The COVID-19 pandemic has presented my judicial colleagues with many challenges to our mutual mission to ensure that our courts provide meaningful access to justice for all litigants throughout the state. For much of the past two years, we’ve strived mightily to adapt to remote technology to continue the business of the courts. But true access to justice often requires face-to-face, in-person proceedings—where litigants and their counsel feel that they have been heard and treated as real, not virtual, people, encountering real, not virtual, problems. And it heartens me that we have been able to move slowly but surely to more in-person activities in the courthouse, as well as at bar association functions and social occasions with colleagues. To be sure, we need to take care to be as safe as we can while we increase in-person proceedings and activities, but it is imperative that we do so if we are to really hear and understand each other as we work toward resolution of issues of disagreement.

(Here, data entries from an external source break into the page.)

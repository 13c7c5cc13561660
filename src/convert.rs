//! Bridging from OS-level values to plain Rust values.
//!
//! Providers hand back whatever the OS stored under a key, wrapped in a
//! [`ForeignValue`]. The helpers here are total: a value of the wrong type, a
//! null, or a number JSON cannot carry all come out as `None` instead of an
//! error, so one odd field never costs the rest of the record.

use log::debug;

/// A value as reported by the OS, before conversion.
#[derive(Debug, Clone, PartialEq)]
pub enum ForeignValue {
    /// Missing key, `nil`, or JSON `null`
    Null,
    Text(String),
    Number(f64),
    Bool(bool),
    /// Anything else; carries the foreign type name (e.g. `NSData`)
    Unsupported(String),
}

impl ForeignValue {
    /// Short type label for diagnostics.
    pub fn type_name(&self) -> &str {
        match self {
            ForeignValue::Null => "null",
            ForeignValue::Text(_) => "text",
            ForeignValue::Number(_) => "number",
            ForeignValue::Bool(_) => "bool",
            ForeignValue::Unsupported(name) => name,
        }
    }

    pub fn is_null(&self) -> bool {
        matches!(self, ForeignValue::Null)
    }
}

impl From<&str> for ForeignValue {
    fn from(value: &str) -> Self {
        ForeignValue::Text(value.to_string())
    }
}

impl From<String> for ForeignValue {
    fn from(value: String) -> Self {
        ForeignValue::Text(value)
    }
}

impl From<f64> for ForeignValue {
    fn from(value: f64) -> Self {
        ForeignValue::Number(value)
    }
}

impl<T: Into<ForeignValue>> From<Option<T>> for ForeignValue {
    fn from(value: Option<T>) -> Self {
        value.map_or(ForeignValue::Null, Into::into)
    }
}

/// Convert to text. Only `Text` converts; numbers are not stringified.
pub fn to_text(field: &str, value: &ForeignValue) -> Option<String> {
    match value {
        ForeignValue::Text(text) => Some(text.clone()),
        ForeignValue::Null => None,
        other => {
            debug!("{field}: expected text, got {}", other.type_name());
            None
        }
    }
}

/// Convert to a number. Only finite `Number`s convert; text is never parsed.
pub fn to_number(field: &str, value: &ForeignValue) -> Option<f64> {
    match value {
        ForeignValue::Number(n) if n.is_finite() => Some(*n),
        ForeignValue::Number(n) => {
            debug!("{field}: dropping non-finite number {n}");
            None
        }
        ForeignValue::Null => None,
        other => {
            debug!("{field}: expected number, got {}", other.type_name());
            None
        }
    }
}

During the past two years, my judicial colleagues have employed innovative technologies that have, inarguably, furthered our mutual mission of ensuring access to justice for all. With the assistance of court administrators, dedicated clerks, technical personnel, and other court staff, we have held countless virtual case management conferences, motion arguments, evidentiary hearings, and even full bench trials to help bring legal disputes to resolution. To help litigants participate remotely in proceedings so important to them, we have established kiosks in the courthouses, and worked with community partners to establish many others at libraries and churches. Our appellate courts have similarly adapted to hear oral arguments remotely. And in both trial and appellate courts, we have begun streaming proceedings in real time to ensure the public’s constitutional right of access to observe our courts at work.